Cameron Kusher, CoreLogic’s Head of Research for Australia says: “We predict that price falls will settle later this year, followed by modest price growth starting from 2020.”

Louis Christopher, SQM Research’s Managing Director: “The bottom of the housing market is coming really soon. (The Liberal win, APRA changes and interest rate cuts) means demand for housing is likely to rise from owner occupiers and investors, who have been out of the market for some time now. The market shouldn't spike up but we should see price rises starting to occur later this year.”

Here are the factors changing market momentum…

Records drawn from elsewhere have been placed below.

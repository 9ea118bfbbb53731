use lazy_static::lazy_static;
use regex::Regex;

lazy_static! {
    /// Regex for validating upload folders
    /// One or more segments of letters, digits, `-` or `_`, separated by `/`
    /// - Valid: "images/profile", "tests", "a-b/c_d"
    /// - Invalid: "/images", "images/", "images//profile", "../etc", "my folder"
    pub static ref FOLDER_REGEX: Regex =
        Regex::new(r"^[A-Za-z0-9_-]+(?:/[A-Za-z0-9_-]+)*$").unwrap();

    /// Regex for validating uploaded filenames
    /// No path separators, no leading dot, printable characters only
    /// - Valid: "avatar.png", "photo 1.jpg", "scan_2024-01-01.pdf"
    /// - Invalid: ".env", "a/b.png", "..", ""
    pub static ref FILENAME_REGEX: Regex =
        Regex::new(r"^[A-Za-z0-9_\-()\[\] ][A-Za-z0-9_.\-()\[\] ]{0,254}$").unwrap();

    /// Regex for validating purpose tags
    /// Lowercase alphanumeric with hyphens
    /// - Valid: "profile-image", "test", "chat-attachment"
    /// - Invalid: "-tag", "tag-", "Tag", "tag_name"
    pub static ref PURPOSE_REGEX: Regex = Regex::new(r"^[a-z0-9]+(?:-[a-z0-9]+)*$").unwrap();

    /// Regex for image resize dimensions, in pixels
    /// - Valid: "1", "100", "4096"
    /// - Invalid: "0", "012", "-5", "100px", "99999"
    pub static ref DIMENSION_REGEX: Regex = Regex::new(r"^[1-9][0-9]{0,3}$").unwrap();
}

·       APRA-led easing of assessment criteria for new loans, taking effect probably July/August

·       Best affordability nationally since 2016, with property in some cities and regions the most attainable it has been in decades, according to new CoreLogic/ANZ report

·       Official interest rate cuts – one down, one to go probably this month or next

·       Independent home loan rate cuts by the banks, especially on fixed loans, to attract new market share, with mortgage rates now tracking at their lowest levels since the 1960s

·       The election result/no changes to property investment tax offsets

·       First home buyer deposit scheme – no material change to market, just extra confidence (SQM Research predicts the initial $500M investment will translate to 6,000 transactions)

So, what’s going to happen to prices when the market turns? Don’t expect a dramatic change. Credit curbs as a result of the Royal Commission will continue and household debt remains high, plus we have some economic headwinds both in Australia and internationally that could impact confidence.

SQM Research believes price growth of +8-14% in Sydney and Melbourne over 2020-2022 is a reasonable expectation – but this might be conservative given developments in recent weeks. 

SQM Research released their three-year predictions back in March, based on three scenarios that included a potential Labor win, possibilities with interest rates and an unlikely Liberal win.

Based on negative gearing and CGT staying as it is, a stable economy and a collective 50-basis point cut in official interest rates, SQM Research predicted capital growth in every capital city across Australia over 2020-2022.

This is the exact scenario we find ourselves in now – A Coalition victory, a stable economy and a 50-basis point cut is the minimum expected at this point in 2019.  And remember, these predictions were made before APRA told us that loans would be getting easier for some people.  

Predicted price growth 2020-2022

·       Sydney +8-14%

·       Melbourne +8-14%

·       Brisbane +7-13%

·       Canberra +9-14%

·       Perth +9-17%

·       Darwin +0-9%

·       Adelaide +9-16%

·       Hobart +11-19%

Source: SQM Research, Labor’s Negative Gearing Policy – A Market Update, published March 21, 2019  

Over a three-year period, these figures are by no means big price growth expectations. They represent pretty normal growth that you would expect under normal market conditions.

I think buying conditions in Sydney and Melbourne right now are about as good as they’re going to get before the market turns.

The traditionally busy Spring season is just a couple of months away and now is the time to start planning your next move.

Selling in Winter provides a supply/demand advantage to vendors because new stock is always lower. Spring should bring many more listings to the market, providing greater choice for buyers who have already sold and are ready to make their next move.